### YOUR TASK
Before doing anything else, copy the entries below exactly.

-- GIVEN ENTRIES follows --

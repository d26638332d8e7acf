#![forbid(unsafe_code)]

//! Log-level policy for the section spy.
//!
//! Ignored events that point at a host bug (unknown or malformed section ids,
//! navigation to an unmounted section) are WARN; transitions are DEBUG and
//! carry the new source; propagation runs inside an `active.propagate` span.
//!
//! Run:
//!   cargo test -p folio-runtime --test tracing_ignored_events

use std::collections::HashMap;
use std::rc::Rc;
use std::sync::{Arc, Mutex};

use folio_core::{Bounds, MeasuredLayout, SectionId, Viewport};
use folio_runtime::SectionSpy;
use tracing_subscriber::layer::SubscriberExt;
use tracing_subscriber::registry::LookupSpan;

#[derive(Debug, Clone)]
struct CapturedEvent {
    level: tracing::Level,
    target: String,
    message: String,
    fields: HashMap<String, String>,
}

struct EventCapture {
    events: Arc<Mutex<Vec<CapturedEvent>>>,
    spans: Arc<Mutex<Vec<String>>>,
}

struct FieldVisitor(Vec<(String, String)>);

impl tracing::field::Visit for FieldVisitor {
    fn record_debug(&mut self, field: &tracing::field::Field, value: &dyn std::fmt::Debug) {
        self.0.push((field.name().to_string(), format!("{value:?}")));
    }

    fn record_str(&mut self, field: &tracing::field::Field, value: &str) {
        self.0.push((field.name().to_string(), value.to_string()));
    }
}

impl<S> tracing_subscriber::Layer<S> for EventCapture
where
    S: tracing::Subscriber + for<'a> LookupSpan<'a>,
{
    fn on_new_span(
        &self,
        attrs: &tracing::span::Attributes<'_>,
        _id: &tracing::span::Id,
        _ctx: tracing_subscriber::layer::Context<'_, S>,
    ) {
        self.spans
            .lock()
            .unwrap()
            .push(attrs.metadata().name().to_string());
    }

    fn on_event(&self, event: &tracing::Event<'_>, _ctx: tracing_subscriber::layer::Context<'_, S>) {
        let mut visitor = FieldVisitor(Vec::new());
        event.record(&mut visitor);
        let mut fields: HashMap<String, String> = visitor.0.into_iter().collect();
        let message = fields.remove("message").unwrap_or_default();
        self.events.lock().unwrap().push(CapturedEvent {
            level: *event.metadata().level(),
            target: event.metadata().target().to_string(),
            message,
            fields,
        });
    }
}

type Captured = (Arc<Mutex<Vec<CapturedEvent>>>, Arc<Mutex<Vec<String>>>);

fn with_capture(run: impl FnOnce()) -> Captured {
    let events = Arc::new(Mutex::new(Vec::new()));
    let spans = Arc::new(Mutex::new(Vec::new()));
    let layer = EventCapture {
        events: Arc::clone(&events),
        spans: Arc::clone(&spans),
    };
    let subscriber = tracing_subscriber::registry().with(layer);
    tracing::subscriber::with_default(subscriber, run);
    (events, spans)
}

fn mounted() -> SectionSpy {
    let mut spy = SectionSpy::default();
    for (i, name) in ["home", "profile", "experience", "contact"].iter().enumerate() {
        spy.register_section(
            *name,
            Rc::new(MeasuredLayout::new(Bounds::new(i as f64 * 800.0, 800.0))),
        );
    }
    spy.set_viewport(Viewport::new(0.0, 1000.0));
    spy
}

#[test]
fn unknown_section_hover_is_warned() {
    let (events, _) = with_capture(|| {
        let mut spy = mounted();
        spy.pointer_enter("resume", std::time::Duration::ZERO);
        assert!(spy.state().is_idle());
    });
    let events = events.lock().unwrap();
    let warn = events
        .iter()
        .find(|e| e.level == tracing::Level::WARN && e.target == "folio.arbiter")
        .expect("warn for unknown section");
    assert!(warn.message.contains("unregistered section"), "{warn:?}");
    assert_eq!(warn.fields.get("section").map(String::as_str), Some("resume"));
    assert_eq!(warn.fields.get("event").map(String::as_str), Some("hover_start"));
}

#[test]
fn malformed_section_registration_is_warned() {
    let (events, _) = with_capture(|| {
        let mut spy = SectionSpy::default();
        spy.register_section(
            "not valid",
            Rc::new(MeasuredLayout::new(Bounds::new(0.0, 100.0))),
        );
        assert!(spy.registry().is_empty());
    });
    let events = events.lock().unwrap();
    assert!(
        events
            .iter()
            .any(|e| e.level == tracing::Level::WARN && e.target == "folio.registry"),
        "{events:?}"
    );
}

#[test]
fn navigation_to_unmounted_section_is_warned() {
    let (events, _) = with_capture(|| {
        let mut spy = mounted();
        assert!(
            spy.request_scroll_to(&SectionId::from("resume"), std::time::Duration::ZERO)
                .is_none()
        );
    });
    let events = events.lock().unwrap();
    assert!(
        events
            .iter()
            .any(|e| e.level == tracing::Level::WARN && e.target == "folio.spy"),
        "{events:?}"
    );
}

#[test]
fn transitions_are_debug_with_source() {
    let (events, spans) = with_capture(|| {
        let mut spy = mounted();
        let _sub = spy.subscribe(|_| {});
        spy.frame(std::time::Duration::ZERO);
        spy.pointer_enter("contact", std::time::Duration::from_millis(5));
    });
    let events = events.lock().unwrap();
    let transitions: Vec<_> = events
        .iter()
        .filter(|e| e.target == "folio.arbiter" && e.message == "active section changed")
        .collect();
    assert_eq!(transitions.len(), 2, "{transitions:?}");
    assert!(transitions.iter().all(|e| e.level == tracing::Level::DEBUG));
    assert_eq!(
        transitions[0].fields.get("source").map(String::as_str),
        Some("intersection")
    );
    assert_eq!(
        transitions[1].fields.get("source").map(String::as_str),
        Some("hover")
    );
    assert!(
        !events.iter().any(|e| e.level == tracing::Level::WARN),
        "no warnings on the happy path: {events:?}"
    );

    let spans = spans.lock().unwrap();
    assert!(spans.iter().any(|name| name == "folio.frame"));
    assert_eq!(
        spans.iter().filter(|name| *name == "active.propagate").count(),
        2
    );
}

-- GIVEN ENTRIES concluded --

### TASK OUTPUT
repository d26638332d8e7acf
#![forbid(unsafe_code)]

//! Log-level policy for the section spy.
//!
//! Ignored events that point at a host bug (unknown or malformed section ids,
//! navigation to an unmounted section) are WARN; transitions are DEBUG and
//! carry the new source; propagation runs inside an `active.propagate` span.
//!
//! Run:
//!   cargo test -p folio-runtime --test tracing_ignored_events

use std::collections::HashMap;
use std::rc::Rc;
use std::sync::{Arc, Mutex};

use folio_core::{Bounds, MeasuredLayout, SectionId, Viewport};
use folio_runtime::SectionSpy;
use tracing_subscriber::layer::SubscriberExt;
use tracing_subscriber::registry::LookupSpan;

#[derive(Debug, Clone)]
struct CapturedEvent {
    level: tracing::Level,
    target: String,
    message: String,
    fields: HashMap<String, String>,
}

struct EventCapture {
    events: Arc<Mutex<Vec<CapturedEvent>>>,
    spans: Arc<Mutex<Vec<String>>>,
}

struct FieldVisitor(Vec<(String, String)>);

impl tracing::field::Visit for FieldVisitor {
    fn record_debug(&mut self, field: &tracing::field::Field, value: &dyn std::fmt::Debug) {
        self.0.push((field.name().to_string(), format!("{value:?}")));
    }

    fn record_str(&mut self, field: &tracing::field::Field, value: &str) {
        self.0.push((field.name().to_string(), value.to_string()));
    }
}

impl<S> tracing_subscriber::Layer<S> for EventCapture
where
    S: tracing::Subscriber + for<'a> LookupSpan<'a>,
{
    fn on_new_span(
        &self,
        attrs: &tracing::span::Attributes<'_>,
        _id: &tracing::span::Id,
        _ctx: tracing_subscriber::layer::Context<'_, S>,
    ) {
        self.spans
            .lock()
            .unwrap()
            .push(attrs.metadata().name().to_string());
    }

    fn on_event(&self, event: &tracing::Event<'_>, _ctx: tracing_subscriber::layer::Context<'_, S>) {
        let mut visitor = FieldVisitor(Vec::new());
        event.record(&mut visitor);
        let mut fields: HashMap<String, String> = visitor.0.into_iter().collect();
        let message = fields.remove("message").unwrap_or_default();
        self.events.lock().unwrap().push(CapturedEvent {
            level: *event.metadata().level(),
            target: event.metadata().target().to_string(),
            message,
            fields,
        });
    }
}

type Captured = (Arc<Mutex<Vec<CapturedEvent>>>, Arc<Mutex<Vec<String>>>);

fn with_capture(run: impl FnOnce()) -> Captured {
    let events = Arc::new(Mutex::new(Vec::new()));
    let spans = Arc::new(Mutex::new(Vec::new()));
    let layer = EventCapture {
        events: Arc::clone(&events),
        spans: Arc::clone(&spans),
    };
    let subscriber = tracing_subscriber::registry().with(layer);
    tracing::subscriber::with_default(subscriber, run);
    (events, spans)
}

fn mounted() -> SectionSpy {
    let mut spy = SectionSpy::default();
    for (i, name) in ["home", "profile", "experience", "contact"].iter().enumerate() {
        spy.register_section(
            *name,
            Rc::new(MeasuredLayout::new(Bounds::new(i as f64 * 800.0, 800.0))),
        );
    }
    spy.set_viewport(Viewport::new(0.0, 1000.0));
    spy
}

#[test]
fn unknown_section_hover_is_warned() {
    let (events, _) = with_capture(|| {
        let mut spy = mounted();
        spy.pointer_enter("resume", std::time::Duration::ZERO);
        assert!(spy.state().is_idle());
    });
    let events = events.lock().unwrap();
    let warn = events
        .iter()
        .find(|e| e.level == tracing::Level::WARN && e.target == "folio.arbiter")
        .expect("warn for unknown section");
    assert!(warn.message.contains("unregistered section"), "{warn:?}");
    assert_eq!(warn.fields.get("section").map(String::as_str), Some("resume"));
    assert_eq!(warn.fields.get("event").map(String::as_str), Some("hover_start"));
}

#[test]
fn malformed_section_registration_is_warned() {
    let (events, _) = with_capture(|| {
        let mut spy = SectionSpy::default();
        spy.register_section(
            "not valid",
            Rc::new(MeasuredLayout::new(Bounds::new(0.0, 100.0))),
        );
        assert!(spy.registry().is_empty());
    });
    let events = events.lock().unwrap();
    assert!(
        events
            .iter()
            .any(|e| e.level == tracing::Level::WARN && e.target == "folio.registry"),
        "{events:?}"
    );
}

#[test]
fn navigation_to_unmounted_section_is_warned() {
    let (events, _) = with_capture(|| {
        let mut spy = mounted();
        assert!(
            spy.request_scroll_to(&SectionId::from("resume"), std::time::Duration::ZERO)
                .is_none()
        );
    });
    let events = events.lock().unwrap();
    assert!(
        events
            .iter()
            .any(|e| e.level == tracing::Level::WARN && e.target == "folio.spy"),
        "{events:?}"
    );
}

#[test]
fn transitions_are_debug_with_source() {
    let (events, spans) = with_capture(|| {
        let mut spy = mounted();
        let _sub = spy.subscribe(|_| {});
        spy.frame(std::time::Duration::ZERO);
        spy.pointer_enter("contact", std::time::Duration::from_millis(5));
    });
    let events = events.lock().unwrap();
    let transitions: Vec<_> = events
        .iter()
        .filter(|e| e.target == "folio.arbiter" && e.message == "active section changed")
        .collect();
    assert_eq!(transitions.len(), 2, "{transitions:?}");
    assert!(transitions.iter().all(|e| e.level == tracing::Level::DEBUG));
    assert_eq!(
        transitions[0].fields.get("source").map(String::as_str),
        Some("intersection")
    );
    assert_eq!(
        transitions[1].fields.get("source").map(String::as_str),
        Some("hover")
    );
    assert!(
        !events.iter().any(|e| e.level == tracing::Level::WARN),
        "no warnings on the happy path: {events:?}"
    );

    let spans = spans.lock().unwrap();
    assert!(spans.iter().any(|name| name == "folio.frame"));
    assert_eq!(
        spans.iter().filter(|name| *name == "active.propagate").count(),
        2
    );
}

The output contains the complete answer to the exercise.